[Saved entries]
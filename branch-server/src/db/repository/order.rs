//! Order Repository
//!
//! Order rows plus line items, and the single status-transition primitive
//! every lifecycle path goes through.

use std::collections::HashMap;

use super::{RepoError, RepoResult, parse_amount};
use shared::models::{Order, OrderItem, OrderItemDetail, OrderStatus};
use sqlx::{Executor, Sqlite, SqliteConnection, SqlitePool};

const ORDER_COLUMNS: &str = "id, branch_id, table_id, type, status, opened_at, closed_at";

pub async fn insert(conn: &mut SqliteConnection, order: &Order) -> RepoResult<()> {
    sqlx::query(
        "INSERT INTO orders (id, branch_id, table_id, type, status, opened_at, closed_at) \
         VALUES (?, ?, ?, ?, ?, ?, ?)",
    )
    .bind(&order.id)
    .bind(&order.branch_id)
    .bind(order.table_id.as_deref())
    .bind(order.order_type)
    .bind(order.status)
    .bind(order.opened_at)
    .bind(order.closed_at)
    .execute(conn)
    .await?;
    Ok(())
}

pub async fn find_by_id<'a, E>(executor: E, id: &str) -> RepoResult<Option<Order>>
where
    E: Executor<'a, Database = Sqlite>,
{
    let order = sqlx::query_as::<_, Order>(&format!(
        "SELECT {ORDER_COLUMNS} FROM orders WHERE id = ?"
    ))
    .bind(id)
    .fetch_optional(executor)
    .await?;
    Ok(order)
}

/// Active orders (anything not CLOSED/CANCELED), earliest opened first.
pub async fn list_active(pool: &SqlitePool) -> RepoResult<Vec<Order>> {
    let orders = sqlx::query_as::<_, Order>(&format!(
        "SELECT {ORDER_COLUMNS} FROM orders \
         WHERE status NOT IN ('CLOSED', 'CANCELED') ORDER BY opened_at ASC"
    ))
    .fetch_all(pool)
    .await?;
    Ok(orders)
}

/// Apply a status transition, refusing terminal orders.
///
/// 条件 UPDATE：终态订单 (`CLOSED`/`CANCELED`) 不在 WHERE 命中范围内，
/// `rows_affected == 0` 时再区分“订单不存在”与“订单已终结”。
/// 这是所有生命周期路径共用的唯一流转原语。
pub async fn transition_status(
    conn: &mut SqliteConnection,
    id: &str,
    to: OrderStatus,
    closed_at: Option<i64>,
) -> RepoResult<Order> {
    let rows = sqlx::query(
        "UPDATE orders SET status = ?, closed_at = COALESCE(?, closed_at) \
         WHERE id = ? AND status NOT IN ('CLOSED', 'CANCELED')",
    )
    .bind(to)
    .bind(closed_at)
    .bind(id)
    .execute(&mut *conn)
    .await?
    .rows_affected();

    if rows == 0 {
        return match find_by_id(&mut *conn, id).await? {
            None => Err(RepoError::NotFound(format!("Order {id} not found"))),
            Some(order) => Err(RepoError::Conflict(format!(
                "Order {id} is already {}",
                order.status
            ))),
        };
    }

    find_by_id(&mut *conn, id)
        .await?
        .ok_or_else(|| RepoError::Database(format!("Order {id} vanished mid-transaction")))
}

pub async fn insert_item(
    conn: &mut SqliteConnection,
    item: &OrderItem,
    created_at: i64,
) -> RepoResult<()> {
    sqlx::query(
        "INSERT INTO order_item (id, order_id, menu_item_id, qty, price, notes, created_at) \
         VALUES (?, ?, ?, ?, ?, ?, ?)",
    )
    .bind(&item.id)
    .bind(&item.order_id)
    .bind(&item.menu_item_id)
    .bind(item.qty)
    .bind(item.price.to_string())
    .bind(item.notes.as_deref())
    .bind(created_at)
    .execute(conn)
    .await?;
    Ok(())
}

#[derive(sqlx::FromRow)]
struct ItemDetailRow {
    id: String,
    order_id: String,
    menu_item_id: String,
    sku: String,
    name: String,
    qty: i64,
    price: String,
    notes: Option<String>,
}

impl ItemDetailRow {
    fn into_detail(self) -> RepoResult<OrderItemDetail> {
        Ok(OrderItemDetail {
            price: parse_amount(&self.price)?,
            id: self.id,
            menu_item_id: self.menu_item_id,
            sku: self.sku,
            name: self.name,
            qty: self.qty,
            notes: self.notes,
        })
    }
}

/// Line items of one order, joined to the menu item, in add order.
pub async fn find_items<'a, E>(executor: E, order_id: &str) -> RepoResult<Vec<OrderItemDetail>>
where
    E: Executor<'a, Database = Sqlite>,
{
    let rows = sqlx::query_as::<_, ItemDetailRow>(
        "SELECT oi.id, oi.order_id, oi.menu_item_id, mi.sku, mi.name, oi.qty, oi.price, oi.notes \
         FROM order_item oi \
         JOIN menu_item mi ON mi.id = oi.menu_item_id \
         WHERE oi.order_id = ? \
         ORDER BY oi.created_at, oi.rowid",
    )
    .bind(order_id)
    .fetch_all(executor)
    .await?;
    rows.into_iter().map(ItemDetailRow::into_detail).collect()
}

/// Line items of every active order, grouped by order id.
///
/// One query for the whole kitchen feed instead of one per ticket.
pub async fn find_active_items(
    pool: &SqlitePool,
) -> RepoResult<HashMap<String, Vec<OrderItemDetail>>> {
    let rows = sqlx::query_as::<_, ItemDetailRow>(
        "SELECT oi.id, oi.order_id, oi.menu_item_id, mi.sku, mi.name, oi.qty, oi.price, oi.notes \
         FROM order_item oi \
         JOIN menu_item mi ON mi.id = oi.menu_item_id \
         JOIN orders o ON o.id = oi.order_id \
         WHERE o.status NOT IN ('CLOSED', 'CANCELED') \
         ORDER BY oi.created_at, oi.rowid",
    )
    .fetch_all(pool)
    .await?;

    let mut grouped: HashMap<String, Vec<OrderItemDetail>> = HashMap::new();
    for row in rows {
        let order_id = row.order_id.clone();
        grouped
            .entry(order_id)
            .or_default()
            .push(row.into_detail()?);
    }
    Ok(grouped)
}
//! Take payment operation
//!
//! Records a payment (with optional tax lines and tip) and optionally closes
//! the order and releases its table, all in one transaction. A partially
//! recorded payment with no close, or a close with no payment, is never
//! observable.

use super::{db_err, ensure_not_finalized, map_transition_err};
use crate::db::DbService;
use crate::db::repository::{dining_table, order, payment};
use crate::utils::{AppError, AppResult};
use rust_decimal::Decimal;
use shared::error::ErrorCode;
use shared::models::{OrderStatus, Payment, PaymentMethod, TaxLineInput, Tip};

#[derive(Debug, Clone)]
pub struct TakePaymentInput {
    pub method: PaymentMethod,
    pub amount: Decimal,
    pub tax_lines: Vec<TaxLineInput>,
    /// Recorded when supplied, zero included; absent means no tip row.
    pub tip: Option<Decimal>,
    pub close: bool,
}

pub async fn take_payment(
    db: &DbService,
    order_id: &str,
    input: TakePaymentInput,
) -> AppResult<Payment> {
    if input.amount <= Decimal::ZERO {
        return Err(AppError::with_message(
            ErrorCode::PaymentInvalidAmount,
            format!("Payment amount must be positive, got {}", input.amount),
        ));
    }

    let mut tx = db.pool.begin().await.map_err(db_err)?;

    let target = order::find_by_id(&mut *tx, order_id)
        .await?
        .ok_or_else(|| {
            AppError::with_message(ErrorCode::OrderNotFound, format!("Order {order_id} not found"))
        })?;
    ensure_not_finalized(&target)?;

    let now = shared::util::now_millis();
    let record = Payment {
        id: shared::util::new_id(),
        order_id: target.id.clone(),
        method: input.method,
        amount: input.amount,
        created_at: now,
    };
    payment::insert(&mut tx, &record).await?;

    if !input.tax_lines.is_empty() {
        payment::insert_tax_lines(&mut tx, &target.id, &input.tax_lines, now).await?;
    }

    if let Some(tip_amount) = input.tip {
        let tip = Tip {
            id: shared::util::new_id(),
            order_id: target.id.clone(),
            amount: tip_amount,
            created_at: now,
        };
        payment::insert_tip(&mut tx, &tip).await?;
    }

    if input.close {
        order::transition_status(&mut tx, &target.id, OrderStatus::Closed, Some(now))
            .await
            .map_err(map_transition_err)?;

        // 桌台随最后一个活跃订单关闭而释放；外带/外送订单无桌台，跳过
        if let Some(table_id) = target.table_id.as_deref() {
            dining_table::release_if_idle(&mut tx, table_id).await?;
        }
    }

    tx.commit().await.map_err(db_err)?;

    tracing::info!(
        order_id = %record.order_id,
        method = ?record.method,
        amount = %record.amount,
        closed = input.close,
        "Payment taken"
    );
    Ok(record)
}
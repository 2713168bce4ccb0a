//! Kitchen Display API Handlers

use axum::{
    Json,
    extract::{Path, State},
};

use crate::core::ServerState;
use crate::orders::tickets;
use crate::utils::AppResult;
use shared::models::{Order, OrderStatus, TicketView};

/// GET /api/kds/tickets - 活跃工单（先开先做）
pub async fn list(State(state): State<ServerState>) -> AppResult<Json<Vec<TicketView>>> {
    let active = tickets::list_active_tickets(&state.db).await?;
    Ok(Json(active))
}

/// POST /api/kds/tickets/:id/start - 开始制作 (IN_PROGRESS)
pub async fn start(
    State(state): State<ServerState>,
    Path(id): Path<String>,
) -> AppResult<Json<Order>> {
    let updated = tickets::advance_ticket(&state.db, &id, OrderStatus::InProgress).await?;
    Ok(Json(updated))
}

/// POST /api/kds/tickets/:id/serve - 出餐 (SERVED)
pub async fn serve(
    State(state): State<ServerState>,
    Path(id): Path<String>,
) -> AppResult<Json<Order>> {
    let updated = tickets::advance_ticket(&state.db, &id, OrderStatus::Served).await?;
    Ok(Json(updated))
}
//! HTTP status code mapping for error codes

use super::codes::ErrorCode;
use http::StatusCode;

impl ErrorCode {
    /// Get the appropriate HTTP status code for this error code
    pub fn http_status(&self) -> StatusCode {
        match self {
            // Success
            Self::Success => StatusCode::OK,

            // 404 Not Found
            Self::NotFound
            | Self::BranchNotFound
            | Self::OrderNotFound
            | Self::TicketNotFound
            | Self::MenuItemNotFound
            | Self::TableNotFound => StatusCode::NOT_FOUND,

            // 409 Conflict
            Self::AlreadyExists | Self::OrderFinalized | Self::TableNotAvailable => {
                StatusCode::CONFLICT
            }

            // 500 Internal Server Error
            Self::InternalError | Self::DatabaseError => StatusCode::INTERNAL_SERVER_ERROR,

            // 400 Bad Request (default for validation/business errors)
            _ => StatusCode::BAD_REQUEST,
        }
    }
}
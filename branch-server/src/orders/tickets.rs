//! Ticket Workflow Bridge
//!
//! 厨房显示 (KDS) 视图：活跃订单按 opened_at 升序，先开先做。
//!
//! `advance_ticket` 不校验前序状态 —— 厨房可能直接对 OPEN 订单喊
//! "上菜" 而跳过 IN_PROGRESS，这是有意的宽松设计，不要收紧成严格
//! 状态机。唯一的硬性约束与其它路径一致：终态订单拒绝流转。

use super::{db_err, map_transition_err};
use crate::db::DbService;
use crate::db::repository::{RepoError, order};
use crate::utils::{AppError, AppResult};
use shared::error::ErrorCode;
use shared::models::{Order, OrderStatus, TicketView};

/// Active orders with their display items, earliest opened first.
pub async fn list_active_tickets(db: &DbService) -> AppResult<Vec<TicketView>> {
    let orders = order::list_active(&db.pool).await?;
    let mut items_by_order = order::find_active_items(&db.pool).await?;

    Ok(orders
        .into_iter()
        .map(|o| {
            let items = items_by_order.remove(&o.id).unwrap_or_default();
            TicketView { order: o, items }
        })
        .collect())
}

/// Advance a ticket to IN_PROGRESS (start) or SERVED (serve).
pub async fn advance_ticket(db: &DbService, order_id: &str, to: OrderStatus) -> AppResult<Order> {
    if !matches!(to, OrderStatus::InProgress | OrderStatus::Served) {
        return Err(AppError::invalid_request(format!(
            "Tickets can only advance to IN_PROGRESS or SERVED, not {to}"
        )));
    }

    let mut tx = db.pool.begin().await.map_err(db_err)?;
    let updated = order::transition_status(&mut tx, order_id, to, None)
        .await
        .map_err(|e| match e {
            RepoError::NotFound(_) => AppError::with_message(
                ErrorCode::TicketNotFound,
                format!("Ticket {order_id} not found"),
            ),
            other => map_transition_err(other),
        })?;
    tx.commit().await.map_err(db_err)?;

    tracing::info!(order_id = %updated.id, status = %updated.status, "Ticket advanced");
    Ok(updated)
}
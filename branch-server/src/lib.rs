//! Branch Server - 餐厅门店订单与支付后端
//!
//! # 架构概述
//!
//! 本模块是门店后端的主入口，提供以下核心功能：
//!
//! - **订单引擎** (`orders`): 订单生命周期、支付、桌台占用，全部以数据库
//!   事务为边界
//! - **数据库** (`db`): SQLite 连接池与仓储层
//! - **HTTP API** (`api`): RESTful API 接口
//!
//! # 模块结构
//!
//! ```text
//! branch-server/src/
//! ├── core/          # 配置、状态、HTTP 服务器
//! ├── api/           # HTTP 路由和处理器
//! ├── orders/        # 订单生命周期引擎与厨房工单桥
//! ├── db/            # 连接池、迁移、仓储
//! └── utils/         # 错误映射、日志
//! ```

pub mod api;
pub mod core;
pub mod db;
pub mod orders;
pub mod utils;

// Re-export 公共类型
pub use crate::core::{Config, Server, ServerState};
pub use crate::db::DbService;
pub use crate::utils::{AppError, AppResult};

// Re-export logger functions
pub use crate::utils::logger::{init_logger, init_logger_with_file};
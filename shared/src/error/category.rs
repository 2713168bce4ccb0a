//! Error category classification

use super::codes::ErrorCode;
use serde::{Deserialize, Serialize};

/// Error category classification based on error code ranges
///
/// Categories are determined by the leading digit of the error code:
/// - 0xxx: General errors
/// - 3xxx: Branch errors
/// - 4xxx: Order / ticket errors
/// - 5xxx: Payment errors
/// - 6xxx: Menu errors
/// - 7xxx: Table errors
/// - 9xxx: System errors
#[derive(Debug, Clone, Copy, PartialEq, Eq, Hash, Serialize, Deserialize)]
#[serde(rename_all = "snake_case")]
pub enum ErrorCategory {
    /// General errors (0xxx)
    General,
    /// Branch errors (3xxx)
    Branch,
    /// Order / ticket errors (4xxx)
    Order,
    /// Payment errors (5xxx)
    Payment,
    /// Menu errors (6xxx)
    Menu,
    /// Table errors (7xxx)
    Table,
    /// System errors (9xxx)
    System,
}

impl ErrorCategory {
    /// Determine category from error code value
    pub fn from_code(code: u16) -> Self {
        match code {
            0..3000 => Self::General,
            3000..4000 => Self::Branch,
            4000..5000 => Self::Order,
            5000..6000 => Self::Payment,
            6000..7000 => Self::Menu,
            7000..8000 => Self::Table,
            _ => Self::System,
        }
    }

    /// Get the string name for this category
    pub fn name(&self) -> &'static str {
        match self {
            Self::General => "general",
            Self::Branch => "branch",
            Self::Order => "order",
            Self::Payment => "payment",
            Self::Menu => "menu",
            Self::Table => "table",
            Self::System => "system",
        }
    }
}

impl ErrorCode {
    /// Get the category for this error code
    pub fn category(&self) -> ErrorCategory {
        ErrorCategory::from_code(self.code())
    }
}

#[cfg(test)]
mod tests {
    use super::*;

    #[test]
    fn test_category_from_code() {
        assert_eq!(ErrorCode::NotFound.category(), ErrorCategory::General);
        assert_eq!(ErrorCode::BranchNotFound.category(), ErrorCategory::Branch);
        assert_eq!(ErrorCode::OrderFinalized.category(), ErrorCategory::Order);
        assert_eq!(
            ErrorCode::PaymentInvalidAmount.category(),
            ErrorCategory::Payment
        );
        assert_eq!(ErrorCode::MenuItemNotFound.category(), ErrorCategory::Menu);
        assert_eq!(
            ErrorCode::TableNotAvailable.category(),
            ErrorCategory::Table
        );
        assert_eq!(ErrorCode::DatabaseError.category(), ErrorCategory::System);
    }
}
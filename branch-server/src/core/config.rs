/// 服务器配置 - 门店节点的所有配置项
///
/// # 环境变量
///
/// 所有配置项都可以通过环境变量覆盖：
///
/// | 环境变量 | 默认值 | 说明 |
/// |----------|--------|------|
/// | WORK_DIR | ./data | 工作目录，存放数据库文件 |
/// | HTTP_PORT | 3000 | HTTP 服务端口 |
/// | ENVIRONMENT | development | 运行环境 |
/// | LOG_LEVEL | info | 日志级别 |
/// | LOG_DIR | (无) | 日志目录，设置后按天滚动写文件 |
/// | SHUTDOWN_TIMEOUT_MS | 10000 | 关闭超时(毫秒) |
///
/// # 示例
///
/// ```ignore
/// WORK_DIR=/data/pos HTTP_PORT=8080 cargo run
/// ```
#[derive(Debug, Clone)]
pub struct Config {
    /// 工作目录，存储数据库与日志文件
    pub work_dir: String,
    /// HTTP API 服务端口
    pub http_port: u16,
    /// 运行环境: development | staging | production
    pub environment: String,
    /// 日志级别
    pub log_level: String,
    /// 日志目录 (可选)
    pub log_dir: Option<String>,
    /// 关闭超时时间 (毫秒)
    pub shutdown_timeout_ms: u64,
}

impl Config {
    /// 从环境变量加载配置
    ///
    /// 如果环境变量未设置，使用默认值
    pub fn from_env() -> Self {
        Self {
            work_dir: std::env::var("WORK_DIR").unwrap_or_else(|_| "./data".into()),
            http_port: std::env::var("HTTP_PORT")
                .ok()
                .and_then(|p| p.parse().ok())
                .unwrap_or(3000),
            environment: std::env::var("ENVIRONMENT").unwrap_or_else(|_| "development".into()),
            log_level: std::env::var("LOG_LEVEL").unwrap_or_else(|_| "info".into()),
            log_dir: std::env::var("LOG_DIR").ok(),
            shutdown_timeout_ms: std::env::var("SHUTDOWN_TIMEOUT_MS")
                .ok()
                .and_then(|p| p.parse().ok())
                .unwrap_or(10000),
        }
    }

    /// 数据库文件路径 (工作目录下)
    pub fn database_path(&self) -> String {
        format!("{}/branch.db", self.work_dir)
    }
}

◆ Brief:
Check each line above for the string "RepoError" and copy those that have it.

◆ Answer:
use super::{RepoError, RepoResult, parse_amount};
            None => Err(RepoError::NotFound(format!("Order {id} not found"))),
            Some(order) => Err(RepoError::Conflict(format!(
        .ok_or_else(|| RepoError::Database(format!("Order {id} vanished mid-transaction")))
use crate::db::repository::{RepoError, order};
            RepoError::NotFound(_) => AppError::with_message(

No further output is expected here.